··· The data ···

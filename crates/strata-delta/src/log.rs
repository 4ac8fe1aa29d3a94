//! Delta-style commit log documents.
//!
//! One JSON document per log entry, written under
//! `<table location>/_delta_log/<20-digit zero-padded version>.json`.
//! Entry 0 is always `CREATE TABLE` and carries no file additions; entries
//! ≥ 1 are `WRITE` entries adding data files. The log is append-only —
//! existing entries are never rewritten.

use std::collections::BTreeMap;

use serde::{Deserialize, Serialize};

use strata_core::table::ColumnSchema;
use strata_core::{Error, Result};

/// Reader/writer protocol versions advertised by synthesized tables.
pub const MIN_READER_VERSION: i32 = 1;
/// Writer protocol version advertised by synthesized tables.
pub const MIN_WRITER_VERSION: i32 = 2;

/// Operation recorded in a commit entry.
#[derive(Debug, Clone, Copy, PartialEq, Eq, Serialize, Deserialize)]
pub enum DeltaOperation {
    /// Table creation (entry 0 only).
    #[serde(rename = "CREATE TABLE")]
    CreateTable,
    /// Data file addition.
    #[serde(rename = "WRITE")]
    Write,
}

/// One entry of the commit log.
#[derive(Debug, Clone, Serialize, Deserialize)]
#[serde(rename_all = "camelCase")]
pub struct LogEntry {
    /// Commit provenance.
    pub commit_info: CommitInfo,
    /// Protocol versions.
    pub protocol: Protocol,
    /// Table metadata; present on the `CREATE TABLE` entry only.
    #[serde(skip_serializing_if = "Option::is_none")]
    pub meta_data: Option<MetaData>,
    /// Added data files; present on `WRITE` entries only.
    #[serde(skip_serializing_if = "Option::is_none")]
    pub add: Option<Vec<AddFile>>,
}

/// Commit provenance block.
#[derive(Debug, Clone, Serialize, Deserialize)]
#[serde(rename_all = "camelCase")]
pub struct CommitInfo {
    /// Commit timestamp in epoch milliseconds.
    pub timestamp: i64,
    /// Operation kind.
    pub operation: DeltaOperation,
    /// Operation parameters.
    pub operation_parameters: OperationParameters,
    /// Version the writer read before committing; -1 for table creation.
    pub read_version: i64,
    /// Isolation level label.
    pub isolation_level: String,
    /// Whether the commit only appends data.
    pub is_blind_append: bool,
}

/// Parameters of the operation that produced a commit.
#[derive(Debug, Clone, Serialize, Deserialize)]
#[serde(rename_all = "camelCase")]
pub struct OperationParameters {
    /// Write mode (`create` or `append`).
    pub mode: String,
    /// Partitioning columns as a JSON-encoded list (always empty here).
    pub partition_by: String,
}

/// Protocol versions block.
#[derive(Debug, Clone, Copy, Serialize, Deserialize)]
#[serde(rename_all = "camelCase")]
pub struct Protocol {
    /// Minimum reader version.
    pub min_reader_version: i32,
    /// Minimum writer version.
    pub min_writer_version: i32,
}

impl Default for Protocol {
    fn default() -> Self {
        Self {
            min_reader_version: MIN_READER_VERSION,
            min_writer_version: MIN_WRITER_VERSION,
        }
    }
}

/// Table metadata block of the `CREATE TABLE` entry.
#[derive(Debug, Clone, Serialize, Deserialize)]
#[serde(rename_all = "camelCase")]
pub struct MetaData {
    /// Stable table identifier (UUID, never wall-clock derived).
    pub id: String,
    /// Table name.
    pub name: String,
    /// Human-readable description.
    pub description: String,
    /// Data file format.
    pub format: FileFormat,
    /// JSON-encoded struct schema.
    pub schema_string: String,
    /// Partition columns (always empty).
    pub partition_columns: Vec<String>,
    /// Table configuration properties.
    pub configuration: BTreeMap<String, String>,
    /// Creation timestamp in epoch milliseconds.
    pub created_time: i64,
}

/// Data file format descriptor.
#[derive(Debug, Clone, Serialize, Deserialize)]
pub struct FileFormat {
    /// Provider name.
    pub provider: String,
    /// Provider options.
    pub options: BTreeMap<String, String>,
}

impl Default for FileFormat {
    fn default() -> Self {
        Self {
            provider: "parquet".to_string(),
            options: BTreeMap::new(),
        }
    }
}

/// A data file added by a `WRITE` entry.
#[derive(Debug, Clone, Serialize, Deserialize)]
#[serde(rename_all = "camelCase")]
pub struct AddFile {
    /// Object key of the added file.
    pub path: String,
    /// File size in bytes.
    pub size: u64,
    /// Modification timestamp in epoch milliseconds.
    pub modification_time: i64,
    /// Whether the file changes table data.
    pub data_change: bool,
    /// Per-file statistics.
    pub stats: FileStats,
}

/// Per-file statistics carried by an add entry.
#[derive(Debug, Clone, Default, Serialize, Deserialize)]
#[serde(rename_all = "camelCase")]
pub struct FileStats {
    /// Row count of the file.
    pub num_records: i64,
    /// Per-column minimums (not collected).
    pub min_values: BTreeMap<String, serde_json::Value>,
    /// Per-column maximums (not collected).
    pub max_values: BTreeMap<String, serde_json::Value>,
    /// Per-column null counts (not collected).
    pub null_count: BTreeMap<String, serde_json::Value>,
}

/// Struct schema serialized into `MetaData::schema_string`.
#[derive(Debug, Clone, Serialize, Deserialize)]
pub struct StructSchema {
    /// Always `struct`.
    #[serde(rename = "type")]
    pub kind: String,
    /// Ordered struct fields.
    pub fields: Vec<StructField>,
}

/// One field of a struct schema.
#[derive(Debug, Clone, Serialize, Deserialize)]
pub struct StructField {
    /// Field name.
    pub name: String,
    /// Lowercase type name.
    #[serde(rename = "type")]
    pub field_type: String,
    /// Whether the field accepts nulls.
    pub nullable: bool,
    /// Field metadata (always empty).
    pub metadata: BTreeMap<String, serde_json::Value>,
}

/// Translates probed columns into the Delta struct schema, preserving field
/// order and names exactly.
#[must_use]
pub fn struct_schema(columns: &[ColumnSchema]) -> StructSchema {
    StructSchema {
        kind: "struct".to_string(),
        fields: columns
            .iter()
            .map(|column| StructField {
                name: column.name.clone(),
                field_type: column.logical_type.lowercase_name().to_string(),
                nullable: true,
                metadata: BTreeMap::new(),
            })
            .collect(),
    }
}

/// Default configuration properties stamped on synthesized tables.
#[must_use]
pub fn default_configuration() -> BTreeMap<String, String> {
    BTreeMap::from([
        ("delta.enableChangeDataFeed".to_string(), "true".to_string()),
        ("delta.minReaderVersion".to_string(), MIN_READER_VERSION.to_string()),
        ("delta.minWriterVersion".to_string(), MIN_WRITER_VERSION.to_string()),
        ("delta.columnMapping.mode".to_string(), "name".to_string()),
    ])
}

/// Returns the log sub-path of a table location.
#[must_use]
pub fn log_prefix(table_location: &str) -> String {
    format!("{table_location}/_delta_log/")
}

/// Returns the object key of a log entry.
///
/// # Errors
///
/// Returns [`Error::Validation`] when `version` is negative.
pub fn log_entry_key(table_location: &str, version: i64) -> Result<String> {
    if version < 0 {
        return Err(Error::validation("delta log version must be non-negative"));
    }
    Ok(format!("{}{version:020}.json", log_prefix(table_location)))
}

/// Extracts the version number from a log entry key, if it names one.
///
/// Keys that do not follow the `<version>.json` pattern (checkpoints,
/// foreign objects) yield `None`.
#[must_use]
pub fn parse_entry_version(key: &str, prefix: &str) -> Option<i64> {
    key.strip_prefix(prefix)?
        .strip_suffix(".json")?
        .parse()
        .ok()
}

#[cfg(test)]
mod tests {
    use super::*;
    use strata_core::table::LogicalType;

    #[test]
    fn log_entry_key_is_zero_padded_to_twenty_digits() {
        let key = log_entry_key("sales_delta", 1).expect("key");
        assert_eq!(key, "sales_delta/_delta_log/00000000000000000001.json");
        assert!(log_entry_key("sales_delta", -1).is_err());
    }

    #[test]
    fn parse_entry_version_roundtrips() {
        let prefix = log_prefix("sales_delta");
        let key = log_entry_key("sales_delta", 42).expect("key");
        assert_eq!(parse_entry_version(&key, &prefix), Some(42));
        assert_eq!(
            parse_entry_version("sales_delta/_delta_log/_last_checkpoint", &prefix),
            None
        );
        assert_eq!(parse_entry_version("other/00000000000000000000.json", &prefix), None);
    }

    #[test]
    fn struct_schema_preserves_order_and_lowercases_types() {
        let columns = vec![
            ColumnSchema {
                name: "id".to_string(),
                logical_type: LogicalType::Int64,
                nullable: false,
                source_description: "INT64".to_string(),
            },
            ColumnSchema {
                name: "region".to_string(),
                logical_type: LogicalType::String,
                nullable: true,
                source_description: "BYTE_ARRAY (UTF8)".to_string(),
            },
        ];

        let schema = struct_schema(&columns);
        assert_eq!(schema.kind, "struct");
        assert_eq!(schema.fields[0].name, "id");
        assert_eq!(schema.fields[0].field_type, "int64");
        assert_eq!(schema.fields[1].name, "region");
        assert_eq!(schema.fields[1].field_type, "string");
        assert!(schema.fields.iter().all(|f| f.nullable));
    }
}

···

▶ **Exercise**
Your answer should consist of the lines above that hold the word "FileStats".

▶ **Finished exercise**
    pub stats: FileStats,
pub struct FileStats {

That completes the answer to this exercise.